Published: 3 March 2023
Last updated: 5 March 2024
Despite similar backgrounds, the fates of Asian and Jewish Americans are now diverging
In countries where Asians and Jews immigrated in large numbers, they have long followed a common path. Both groups occupy a dual position: discriminated against for standing out, while at the same time held up as models of success.
But increasingly, that success has itself become a liability. Jews and Asians outperform the overall population in such critical areas as education and income, in the US, Canada, Australia, and the UK, and as a result are collectively held a party to supposedly oppressive power structures in those countries.
According to progressive ideas being taught by public schools and diversity departments, Jews are bearers of “white privilege,” no better and sometimes worse than the white Protestant descendants of slaveholders. Similarly, Asians are said to be “white adjacent,” a clever way of making them complicit with white racism despite their visible nonwhiteness.

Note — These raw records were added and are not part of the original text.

//! Line items, billing models and agreement timing parameters

use crate::error::{CotermError, Result};
use crate::proration::TOTAL_ROW_MARKER;
use serde::{Deserialize, Serialize};
use std::fmt;
use std::str::FromStr;

/// Billing model of the agreement; selects which proration formulas apply
///
/// Deserialization goes through [`FromStr`], so files accept the same
/// spellings as the command line.
#[derive(Debug, Clone, Copy, PartialEq, Eq, Hash, Serialize, Deserialize)]
#[serde(try_from = "String")]
pub enum BillingModel {
    Monthly,
    Annual,
    Prepaid,
}

impl BillingModel {
    pub const ALL: [BillingModel; 3] = [BillingModel::Monthly, BillingModel::Annual, BillingModel::Prepaid];

    pub fn as_str(&self) -> &'static str {
        match self {
            BillingModel::Monthly => "Monthly",
            BillingModel::Annual => "Annual",
            BillingModel::Prepaid => "Prepaid",
        }
    }
}

impl fmt::Display for BillingModel {
    fn fmt(&self, f: &mut fmt::Formatter<'_>) -> fmt::Result {
        f.write_str(self.as_str())
    }
}

impl FromStr for BillingModel {
    type Err = CotermError;

    fn from_str(s: &str) -> Result<Self> {
        match s.trim().to_ascii_lowercase().as_str() {
            "monthly" => Ok(BillingModel::Monthly),
            "annual" => Ok(BillingModel::Annual),
            "prepaid" | "pre-paid" => Ok(BillingModel::Prepaid),
            other => Err(CotermError::invalid(
                "billing_model",
                format!("unrecognized billing model '{}', expected Monthly, Annual or Prepaid", other),
            )),
        }
    }
}

impl TryFrom<String> for BillingModel {
    type Error = CotermError;

    fn try_from(value: String) -> Result<Self> {
        value.parse()
    }
}

/// One licensed service on the agreement
///
/// Only the four input fields live here. Computed costs are carried by
/// [`crate::proration::CostedRow`] and never written back into a `LineItem`.
#[derive(Debug, Clone, PartialEq, Serialize, Deserialize)]
pub struct LineItem {
    /// Service label shown on the report
    pub description: String,
    /// Seats currently licensed
    pub unit_quantity: u32,
    /// Annual list price per seat
    pub annual_unit_fee: f64,
    /// Seats being added at co-term time
    pub additional_licenses: u32,
}

impl LineItem {
    pub fn new(
        description: impl Into<String>,
        unit_quantity: u32,
        annual_unit_fee: f64,
        additional_licenses: u32,
    ) -> Self {
        Self {
            description: description.into(),
            unit_quantity,
            annual_unit_fee,
            additional_licenses,
        }
    }

    /// True when this row is a totals row left over from an earlier calculation
    pub fn is_total_marker(&self) -> bool {
        self.description == TOTAL_ROW_MARKER
    }

    /// Check the row's fields, naming the offending field by its position in the list
    pub fn validate(&self, index: usize) -> Result<()> {
        if self.description.trim().is_empty() {
            return Err(CotermError::invalid(
                format!("line_items[{}].description", index),
                "must not be empty",
            ));
        }
        check_non_negative(
            &format!("line_items[{}].annual_unit_fee", index),
            self.annual_unit_fee,
        )
    }
}

/// Validate every line item, stopping at the first bad row
pub fn validate_line_items(items: &[LineItem]) -> Result<()> {
    items
        .iter()
        .enumerate()
        .try_for_each(|(idx, item)| item.validate(idx))
}

/// Line item as stored on disk or typed into an agreement file
///
/// Quantities are signed here so that a negative value is reported as
/// invalid input for its field instead of as a parse failure.
#[derive(Debug, Clone, PartialEq, Serialize, Deserialize)]
pub struct LineItemRecord {
    #[serde(rename = "Cloud Service Description", alias = "description", default)]
    pub description: String,

    #[serde(rename = "Unit Quantity", alias = "unit_quantity", default)]
    pub unit_quantity: i64,

    #[serde(rename = "Annual Unit Fee", alias = "annual_unit_fee", default)]
    pub annual_unit_fee: f64,

    #[serde(rename = "Additional Licenses", alias = "additional_licenses", default)]
    pub additional_licenses: i64,
}

impl LineItemRecord {
    /// Convert to a validated [`LineItem`]; `index` is used in error messages
    pub fn into_line_item(self, index: usize) -> Result<LineItem> {
        let unit_quantity = to_count(&format!("line_items[{}].unit_quantity", index), self.unit_quantity)?;
        let additional_licenses = to_count(
            &format!("line_items[{}].additional_licenses", index),
            self.additional_licenses,
        )?;
        let item = LineItem {
            description: self.description.trim().to_string(),
            unit_quantity,
            annual_unit_fee: self.annual_unit_fee,
            additional_licenses,
        };
        item.validate(index)?;
        Ok(item)
    }
}

impl From<&LineItem> for LineItemRecord {
    fn from(item: &LineItem) -> Self {
        Self {
            description: item.description.clone(),
            unit_quantity: i64::from(item.unit_quantity),
            annual_unit_fee: item.annual_unit_fee,
            additional_licenses: i64::from(item.additional_licenses),
        }
    }
}

fn to_count(field: &str, value: i64) -> Result<u32> {
    if value < 0 {
        return Err(CotermError::invalid(field, format!("must be non-negative, got {}", value)));
    }
    u32::try_from(value).map_err(|_| CotermError::invalid(field, format!("{} is too large", value)))
}

fn check_non_negative(field: &str, value: f64) -> Result<()> {
    if !value.is_finite() {
        return Err(CotermError::invalid(field, format!("must be a finite number, got {}", value)));
    }
    if value < 0.0 {
        return Err(CotermError::invalid(field, format!("must be non-negative, got {}", value)));
    }
    Ok(())
}

/// Agreement timing parameters as supplied by a caller or an agreement file
#[derive(Debug, Clone, Serialize, Deserialize)]
pub struct AgreementParams {
    /// Full original term length in months
    #[serde(default = "default_agreement_term")]
    pub agreement_term_months: f64,

    /// Months left before the original renewal date
    #[serde(default = "default_months_remaining")]
    pub months_remaining: f64,

    /// Months added to the remaining term when the agreement is extended
    #[serde(default)]
    pub extension_months: f64,

    /// Billing model name, parsed when the context is built so a bad
    /// value is reported against `billing_model`
    #[serde(default = "default_billing_model")]
    pub billing_model: String,
}

fn default_agreement_term() -> f64 { 36.0 }
fn default_months_remaining() -> f64 { 30.0 }
fn default_billing_model() -> String { BillingModel::Annual.to_string() }

impl Default for AgreementParams {
    fn default() -> Self {
        Self {
            agreement_term_months: 36.0,
            months_remaining: 30.0,
            extension_months: 0.0,
            billing_model: default_billing_model(),
        }
    }
}

/// Validated agreement timing parameters, constant for one calculation
///
/// Fields are private so a context can only exist once its ranges have been
/// checked; the proration engine relies on that.
#[derive(Debug, Clone, Copy, PartialEq, Serialize, Deserialize)]
#[serde(try_from = "AgreementParams")]
pub struct AgreementContext {
    agreement_term_months: f64,
    months_remaining: f64,
    extension_months: f64,
    billing_model: BillingModel,
}

impl AgreementContext {
    pub fn new(
        agreement_term_months: f64,
        months_remaining: f64,
        extension_months: f64,
        billing_model: BillingModel,
    ) -> Result<Self> {
        if !agreement_term_months.is_finite() || agreement_term_months <= 0.0 {
            return Err(CotermError::invalid(
                "agreement_term_months",
                format!("must be greater than zero, got {}", agreement_term_months),
            ));
        }
        check_non_negative("months_remaining", months_remaining)?;
        if months_remaining > agreement_term_months {
            return Err(CotermError::invalid(
                "months_remaining",
                format!(
                    "{} exceeds the agreement term of {} months",
                    months_remaining, agreement_term_months
                ),
            ));
        }
        check_non_negative("extension_months", extension_months)?;

        Ok(Self {
            agreement_term_months,
            months_remaining,
            extension_months,
            billing_model,
        })
    }

    pub fn agreement_term_months(&self) -> f64 {
        self.agreement_term_months
    }

    pub fn months_remaining(&self) -> f64 {
        self.months_remaining
    }

    pub fn extension_months(&self) -> f64 {
        self.extension_months
    }

    pub fn billing_model(&self) -> BillingModel {
        self.billing_model
    }

    /// Months already served on the original term
    pub fn months_elapsed(&self) -> f64 {
        self.agreement_term_months - self.months_remaining
    }

    /// Remaining months plus any extension
    pub fn total_term(&self) -> f64 {
        self.months_remaining + self.extension_months
    }

    /// Same timing, different billing model
    pub fn with_billing_model(self, billing_model: BillingModel) -> Self {
        Self { billing_model, ..self }
    }
}

impl TryFrom<AgreementParams> for AgreementContext {
    type Error = CotermError;

    fn try_from(params: AgreementParams) -> Result<Self> {
        Self::new(
            params.agreement_term_months,
            params.months_remaining,
            params.extension_months,
            params.billing_model.parse()?,
        )
    }
}

impl From<AgreementContext> for AgreementParams {
    fn from(ctx: AgreementContext) -> Self {
        Self {
            agreement_term_months: ctx.agreement_term_months,
            months_remaining: ctx.months_remaining,
            extension_months: ctx.extension_months,
            billing_model: ctx.billing_model.to_string(),
        }
    }
}

#[cfg(test)]
mod tests {
    use super::*;
    use approx::assert_relative_eq;

    #[test]
    fn test_billing_model_parse() {
        assert_eq!("Monthly".parse::<BillingModel>().unwrap(), BillingModel::Monthly);
        assert_eq!(" annual ".parse::<BillingModel>().unwrap(), BillingModel::Annual);
        assert_eq!("PREPAID".parse::<BillingModel>().unwrap(), BillingModel::Prepaid);

        let err = "Quarterly".parse::<BillingModel>().unwrap_err();
        match err {
            CotermError::InvalidInput { field, .. } => assert_eq!(field, "billing_model"),
            other => panic!("unexpected error: {:?}", other),
        }
    }

    #[test]
    fn test_billing_model_deserialize_uses_from_str() {
        let model: BillingModel = serde_json::from_str(r#""pre-paid""#).unwrap();
        assert_eq!(model, BillingModel::Prepaid);
        assert!(serde_json::from_str::<BillingModel>(r#""Quarterly""#).is_err());
    }

    #[test]
    fn test_params_with_unknown_billing_model() {
        let params = AgreementParams {
            billing_model: "Quarterly".to_string(),
            ..Default::default()
        };
        match AgreementContext::try_from(params).unwrap_err() {
            CotermError::InvalidInput { field, .. } => assert_eq!(field, "billing_model"),
            other => panic!("unexpected error: {:?}", other),
        }
    }

    #[test]
    fn test_context_derived_terms() {
        let ctx = AgreementContext::new(36.0, 30.0, 6.0, BillingModel::Annual).unwrap();
        assert_relative_eq!(ctx.months_elapsed(), 6.0);
        assert_relative_eq!(ctx.total_term(), 36.0);
    }

    #[test]
    fn test_context_rejects_out_of_range() {
        let zero_term = AgreementContext::new(0.0, 0.0, 0.0, BillingModel::Prepaid).unwrap_err();
        assert!(zero_term.to_string().contains("agreement_term_months"));

        let too_long = AgreementContext::new(12.0, 12.5, 0.0, BillingModel::Monthly).unwrap_err();
        assert!(too_long.to_string().contains("months_remaining"));

        let negative = AgreementContext::new(12.0, -1.0, 0.0, BillingModel::Monthly).unwrap_err();
        assert!(negative.to_string().contains("months_remaining"));

        let ext = AgreementContext::new(12.0, 6.0, -3.0, BillingModel::Monthly).unwrap_err();
        assert!(ext.to_string().contains("extension_months"));
    }

    #[test]
    fn test_context_boundaries_accepted() {
        assert!(AgreementContext::new(36.0, 0.0, 0.0, BillingModel::Annual).is_ok());
        assert!(AgreementContext::new(36.0, 36.0, 0.0, BillingModel::Annual).is_ok());
    }

    #[test]
    fn test_context_deserialize_validates() {
        let ok: AgreementContext = serde_json::from_str(
            r#"{"agreement_term_months": 24, "months_remaining": 10.5, "billing_model": "Monthly"}"#,
        )
        .unwrap();
        assert_relative_eq!(ok.extension_months(), 0.0);
        assert_eq!(ok.billing_model(), BillingModel::Monthly);

        let bad = serde_json::from_str::<AgreementContext>(
            r#"{"agreement_term_months": 24, "months_remaining": 30}"#,
        );
        assert!(bad.is_err());
    }

    #[test]
    fn test_record_rejects_negative_counts() {
        let record = LineItemRecord {
            description: "Storage".to_string(),
            unit_quantity: -2,
            annual_unit_fee: 10.0,
            additional_licenses: 1,
        };
        let err = record.into_line_item(3).unwrap_err();
        match err {
            CotermError::InvalidInput { field, .. } => assert_eq!(field, "line_items[3].unit_quantity"),
            other => panic!("unexpected error: {:?}", other),
        }
    }

    #[test]
    fn test_validate_line_items() {
        let items = vec![
            LineItem::new("Compute", 5, 100.0, 1),
            LineItem::new("   ", 5, 100.0, 1),
        ];
        let err = validate_line_items(&items).unwrap_err();
        assert!(err.to_string().contains("line_items[1].description"));

        let fee = vec![LineItem::new("Compute", 5, -0.01, 0)];
        assert!(validate_line_items(&fee).unwrap_err().to_string().contains("annual_unit_fee"));

        let nan = vec![LineItem::new("Compute", 5, f64::NAN, 0)];
        assert!(validate_line_items(&nan).is_err());

        assert!(validate_line_items(&[]).is_ok());
    }
}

Jews sometimes had to force the country to be fairer and more meritocratic but were able to make the most of America’s openness. Today, that door may be slamming shut on the next generation of Asian American aspirants as values like hard work, thrift, and sacrifice are deemed inherently “reflective of white racism.”
A record of achievement does not seem to be making these groups more secure. The assault from the nativist right has grown while antisemitic memes remain de rigeur in white and Christian nationalist circles. The other, potentially more damaging assault, comes from the progressive left, which views ethnic success as socially regressive rather than a validation of societal openness.
Are Asians the New Jews? (Tablet)
Photo: A scene from Crazy Rich Asians, which satirises Asian success (Netflix)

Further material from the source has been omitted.